ASSISTED LIVING Many of the policies that benefit people today were written before assisted-living facilities came into vogue, experts said. So some families will find out that only a “skilled nursing facility” is covered. “Then you have the daughter wandering around the state with the contract trying to find a place that meets the policy’s requirements,” Ms. Burns added.

Mr. Gordon said that many carriers could still pay for assisted-living facilities as long as they met certain conditions, including being licensed by the state, providing care by a licensed doctor and 24-hour nursing services, among other items. Ultimately, however, it “may or may not be covered after the claim is submitted,” he added.
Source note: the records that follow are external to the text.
//! # Web API
//!
//! Thin request-handling layer over the connection components: route
//! dispatch, response serialization, and the outermost error boundary.

pub mod errors;
pub mod handlers;
pub mod state;

pub use errors::ApiError;
pub use state::AppState;

use axum::{routing::get, Router};
use tower_http::catch_panic::CatchPanicLayer;
use tower_http::trace::TraceLayer;

/// Build the API router.
///
/// The catch-panic layer is the only path by which an error becomes visible
/// to an external caller: both handlers are infallible by construction, so
/// anything escaping them is a bug, answered with a generic 500 while the
/// process keeps serving.
pub fn create_router(state: AppState) -> Router {
    Router::new()
        .route("/status", get(handlers::app::get_status))
        .route("/stats", get(handlers::app::get_stats))
        .layer(CatchPanicLayer::custom(errors::handle_panic))
        .layer(TraceLayer::new_for_http())
        .with_state(state)
}
//! # Status and Stats Handlers
//!
//! The two read-only reporting endpoints. Both are infallible: liveness is
//! a pure state read and the count queries soft-fail to zero, so backend
//! outages surface as degraded booleans and counts, never as HTTP errors.

use axum::extract::State;
use axum::Json;
use serde::Serialize;
use tracing::debug;

use crate::web::state::AppState;

/// Externally-owned collections the stats report aggregates over.
pub const USERS_COLLECTION: &str = "users";
pub const FILES_COLLECTION: &str = "files";

/// Response for GET /status
#[derive(Debug, Serialize, PartialEq, Eq)]
pub struct StatusResponse {
    pub redis: bool,
    pub db: bool,
}

/// Response for GET /stats
#[derive(Debug, Serialize, PartialEq, Eq)]
pub struct StatsResponse {
    pub users: u64,
    pub files: u64,
}

/// Connection liveness report: GET /status
///
/// Both reads are instantaneous; the two bits may be observed at slightly
/// different instants, which is acceptable since they report independent
/// systems.
pub async fn get_status(State(state): State<AppState>) -> Json<StatusResponse> {
    let redis = state.cache.is_alive();
    let db = state.store.is_alive();

    debug!(redis, db, "Status check");
    Json(StatusResponse { redis, db })
}

/// Aggregate count report: GET /stats
///
/// The two count queries run concurrently and both complete before the
/// response; a degraded result on one side cannot block or corrupt the
/// other.
pub async fn get_stats(State(state): State<AppState>) -> Json<StatsResponse> {
    let (users, files) = tokio::join!(
        state.store.count_documents(USERS_COLLECTION),
        state.store.count_documents(FILES_COLLECTION),
    );

    debug!(
        users_degraded = users.is_degraded(),
        files_degraded = files.is_degraded(),
        "Stats computed"
    );
    Json(StatsResponse {
        users: users.into_value(),
        files: files.into_value(),
    })
}
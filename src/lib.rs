#![allow(clippy::doc_markdown)] // Allow technical terms like MongoDB, Redis in docs
#![allow(clippy::missing_errors_doc)] // Allow public functions without # Errors sections
#![allow(clippy::must_use_candidate)] // Allow methods without must_use when context is clear

//! # Files Manager Core
//!
//! Operational visibility into a storage backend pair: a MongoDB document
//! store and a Redis cache store, reported through two read-only HTTP
//! endpoints (`GET /status`, `GET /stats`).
//!
//! ## Architecture
//!
//! Two peer connection components each own the lifecycle of exactly one
//! backend handle. Establishment starts asynchronously at process start and
//! races with first use; every query operation soft-fails to a benign
//! default rather than surfacing an error, so the reporting endpoints stay
//! available through any backend outage.
//!
//! ## Module Organization
//!
//! - [`clients`] - Backend connection components, lifecycle state machine,
//!   and the tagged soft-fail outcome type
//! - [`config`] - Environment-provided configuration, read once at startup
//! - [`error`] - Structured error handling for backend operations
//! - [`logging`] - Structured tracing initialization
//! - [`web`] - Axum handlers, shared state, and router construction
//!
//! ## Quick Start
//!
//! ```rust,no_run
//! use std::sync::Arc;
//! use files_manager::clients::{CacheConnection, StoreConnection};
//! use files_manager::config::Config;
//! use files_manager::web::{self, AppState};
//!
//! # async fn example() {
//! let config = Config::from_env();
//! let state = AppState {
//!     store: Arc::new(StoreConnection::connect(&config.store)),
//!     cache: Arc::new(CacheConnection::connect(&config.cache)),
//! };
//! let app = web::create_router(state);
//! # let _ = app;
//! # }
//! ```

pub mod clients;
pub mod config;
pub mod error;
pub mod logging;
pub mod web;

pub use clients::{
    CacheConnection, CacheStore, ConnectionState, DocumentStore, Outcome, StoreConnection,
};
pub use config::Config;
pub use error::{BackendError, Result};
Even once you think you have found the right type of facility, be sure to read the fine print. Some policies will require that a facility have a nurse on duty 24 hours a day. “But some of them will have a nurse there for 12 hours and on call for 12 hours,” Mr. Gordon said. And if that’s the case, the coverage may be denied.

Mr. Slome, of the trade organization, said that many insurers did not anticipate the new types of facilities. And while he has heard insurance claims directors say that they don’t officially provide coverage, they will. “The squeaky gear gets the grease,” he added.

ALTERNATE PLAN OF CARE Some policies have provisions for what they call “alternate plans of care,” which experts said implied a certain degree of flexibility. “People read those and say, ‘Look, it says they will do this,’ ” said Ms. Burns. In reality, “they will consider something different, but the insurer makes the ultimate decision.”

Continental Casualty Company, a subsidiary of the CNA Financial Corporation, sold policies with a similar provision, which could potentially allow the insured to receive benefits for care, say, in the home instead of a nursing home, Mr. Kantor said. But since the CNA unit stopped selling the policies in 2003, he said they were making a habit of no longer honoring those provisions. “The insurance company is insistent that they have the right not to approve the plan,” said Mr. Kantor, who is representing a woman with Alzheimer’s disease whose request for an alternate plan was not even considered. “But it was not sold that way.”

A spokeswoman for CNA declined to comment on the specific case, but said “an alternate plan of care may be mutually agreed upon between CNA and the claimant. However, the alternate plan of care benefit was never intended to confer a general right to home health care that the optional rider provides.”

DOCUMENTATION For Ms. Havlish, the Pennsylvania woman who handled her father’s claims, documentation was one of the most frustrating parts of the process. “Every time the agency billed the insurance company, it would get sent back as not paid because they did not chart properly,” she said, referring to documentation kept by caregivers.

And some insurers have been known to deny claims on that basis. Harvey Rosenfield, a lawyer and founder of Consumer Watchdog, recently represented Dr. William Hall, a man who filed suit against Senior Health Insurance Company of Pennsylvania (formerly known as Conseco Senior Health Insurance Company) for failing to pay long-term care benefits for eight months. The insurer required an inordinate amount of forms and documents that were not referred to in or required by the policy, according to the lawsuit complaint. The two parties ultimately reached a settlement last month.

“With all of the hurdles, trying to get a claim paid can be like an Olympic event,” Mr. Rosenfield said. “The bottom line is that practices vary widely from company to company and state to state. And whether you can trust the company depends on regulation in that state — and most states have limited regulation.”